Chapter II looks at the concept of nun created by fictional representations in France and in England from the seventeenth to the nineteenth century. A survey of the novels about nuns demonstrates that the negative stereotypes resulting from misogyny and anti-clerical impulses--namely the nun as a wanton woman and the convent as a whorehouse, or the nun as a heart-broken lover and the convent as a prison--prevailed and informed the public's perceptions.
It is only when, after Vatican II, nuns themselves appropriate the power of representation and start writing about themselves that a different concept of nun reaches the public. Chapter III compares exoteric and esoteric representations and emphasizes the impulse to resist patriarchal oppression behind nuns' autobiographies.
Chapter IV engages in revising the literary stereotypes.
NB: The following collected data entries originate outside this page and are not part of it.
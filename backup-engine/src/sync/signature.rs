//! Block signatures and the per-path signature set.
//!
//! Each backup writes an `index.json` into its first signature volume (and a
//! partial one into every later volume) describing the files it stored, plus
//! one `signature/<path>` entry per file with the raw rsync signature. The
//! signature set of a chain position is the fold of those indexes from the
//! full through every incremental.

use fast_rsync::{Signature, SignatureOptions};
use serde::{Deserialize, Serialize};
use std::collections::BTreeMap;

use crate::utils::errors::{EngineError, Result};

/// Default block size for signature generation (4KB)
pub const DEFAULT_BLOCK_SIZE: u32 = 4 * 1024;

/// Strong hash bytes per block
const CRYPTO_HASH_SIZE: u32 = 8;

pub const INDEX_ENTRY: &str = "index.json";
pub const SIGNATURE_PREFIX: &str = "signature/";

/// Generate a serialized block signature for `data`.
pub fn block_signature(data: &[u8], block_size: Option<u32>) -> Vec<u8> {
    let options = SignatureOptions {
        block_size: block_size.unwrap_or(DEFAULT_BLOCK_SIZE),
        crypto_hash_size: CRYPTO_HASH_SIZE,
    };

    Signature::calculate(data, options).serialized().to_vec()
}

/// Parse a serialized signature back into fast_rsync's form.
pub fn parse_signature(serialized: &[u8]) -> Result<Signature> {
    Signature::deserialize(serialized.to_vec())
        .map_err(|e| EngineError::DeltaSync(format!("invalid block signature: {e:?}")))
}

/// Metadata recorded for every stored file.
#[derive(Debug, Clone, PartialEq, Eq, Serialize, Deserialize)]
pub struct FileRecord {
    /// Relative `/`-separated path, prefixed with the source label for
    /// multi-source backups
    pub path: String,
    pub size: u64,
    /// Seconds since the Unix epoch
    pub mtime: i64,
    #[serde(default, skip_serializing_if = "Option::is_none")]
    pub permissions: Option<u32>,
    pub sha256: String,
}

/// Contents of `index.json` in a signature volume.
#[derive(Debug, Clone, Default, PartialEq, Eq, Serialize, Deserialize)]
pub struct SignatureIndex {
    pub files: Vec<FileRecord>,
    /// Paths removed since the previous backup point. Only volume 1 carries them.
    #[serde(default, skip_serializing_if = "Vec::is_empty")]
    pub deleted: Vec<String>,
}

impl SignatureIndex {
    pub fn to_json(&self) -> Result<Vec<u8>> {
        Ok(serde_json::to_vec(self)?)
    }

    pub fn from_json(data: &[u8]) -> Result<Self> {
        Ok(serde_json::from_slice(data)?)
    }
}

#[derive(Debug, Clone, PartialEq, Eq)]
pub struct FileSignature {
    pub record: FileRecord,
    /// Serialized rsync signature; empty when it could not be recovered
    pub signature: Vec<u8>,
}

impl FileSignature {
    /// Size and mtime match; contents are assumed unchanged.
    pub fn matches(&self, size: u64, mtime: i64) -> bool {
        self.record.size == size && self.record.mtime == mtime
    }
}

/// Per-path state of the newest backup point in a chain.
#[derive(Debug, Clone, Default, PartialEq, Eq)]
pub struct SignatureSet {
    files: BTreeMap<String, FileSignature>,
}

impl SignatureSet {
    pub fn new() -> Self {
        Self::default()
    }

    pub fn len(&self) -> usize {
        self.files.len()
    }

    pub fn is_empty(&self) -> bool {
        self.files.is_empty()
    }

    pub fn get(&self, path: &str) -> Option<&FileSignature> {
        self.files.get(path)
    }

    pub fn contains(&self, path: &str) -> bool {
        self.files.contains_key(path)
    }

    pub fn paths(&self) -> impl Iterator<Item = &str> {
        self.files.keys().map(|k| k.as_str())
    }

    pub fn iter(&self) -> impl Iterator<Item = (&str, &FileSignature)> {
        self.files.iter().map(|(k, v)| (k.as_str(), v))
    }

    pub fn insert(&mut self, record: FileRecord, signature: Vec<u8>) {
        self.files.insert(record.path.clone(), FileSignature { record, signature });
    }

    pub fn remove(&mut self, path: &str) -> Option<FileSignature> {
        self.files.remove(path)
    }

    pub fn total_bytes(&self) -> u64 {
        self.files.values().map(|f| f.record.size).sum()
    }

    /// Fold one signature volume into the set. `lookup` resolves the raw
    /// signature bytes stored next to the index.
    pub fn apply_volume<'a, F>(&mut self, index: &SignatureIndex, mut lookup: F)
    where
        F: FnMut(&str) -> Option<&'a [u8]>,
    {
        for path in &index.deleted {
            self.files.remove(path);
        }
        for record in &index.files {
            let signature = lookup(&format!("{SIGNATURE_PREFIX}{}", record.path))
                .map(|s| s.to_vec())
                .unwrap_or_default();
            self.insert(record.clone(), signature);
        }
    }
}

#[cfg(test)]
mod tests {
    use super::*;

    fn record(path: &str, size: u64) -> FileRecord {
        FileRecord {
            path: path.into(),
            size,
            mtime: 100,
            permissions: Some(0o644),
            sha256: "00".into(),
        }
    }

    #[test]
    fn test_block_signature_parses() {
        let data = vec![3u8; 64 * 1024];
        let sig = block_signature(&data, Some(4096));
        assert!(!sig.is_empty());
        assert!(parse_signature(&sig).is_ok());
        assert!(parse_signature(b"nope").is_err());
    }

    #[test]
    fn test_apply_volume_folds_changes() {
        let mut set = SignatureSet::new();
        let full = SignatureIndex {
            files: vec![record("a", 1), record("b", 2)],
            deleted: vec![],
        };
        set.apply_volume(&full, |_| Some(b"sig".as_slice()));
        assert_eq!(set.len(), 2);
        assert_eq!(set.get("a").unwrap().signature, b"sig");

        let inc = SignatureIndex {
            files: vec![record("c", 3), record("b", 20)],
            deleted: vec!["a".into()],
        };
        set.apply_volume(&inc, |_| None);
        assert!(!set.contains("a"));
        assert_eq!(set.get("b").unwrap().record.size, 20);
        assert!(set.get("b").unwrap().signature.is_empty());
        assert_eq!(set.paths().collect::<Vec<_>>(), vec!["b", "c"]);
        assert_eq!(set.total_bytes(), 23);
    }

    #[test]
    fn test_index_json_omits_empty_deleted() {
        let index = SignatureIndex {
            files: vec![record("a", 1)],
            deleted: vec![],
        };
        let json = String::from_utf8(index.to_json().unwrap()).unwrap();
        assert!(!json.contains("deleted"));
        assert_eq!(SignatureIndex::from_json(json.as_bytes()).unwrap(), index);
    }

    #[test]
    fn test_matches_uses_size_and_mtime() {
        let sig = FileSignature {
            record: record("a", 5),
            signature: Vec::new(),
        };
        assert!(sig.matches(5, 100));
        assert!(!sig.matches(5, 101));
        assert!(!sig.matches(6, 100));
    }
}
A rereading of the traditional interpretations of Les Lettres Portugaises (1669), Diderot's La Religieuse (1760) and Muriel Spark's The Abbess of Crewe (1974) underscores the role of the convent as a potentially powerful space for subverting patriarchal rule and analyzes the different strategies that the different nuns use in order to undermine phallogocentrism.
|Rights Information:||Copyright 1990 Mourao, Maria Manuela Martins|
|Date Available in IDEALS:||2011-05-07|
|Identifier in Online Catalog:||AAI9114353|
This item appears in the following Collection(s)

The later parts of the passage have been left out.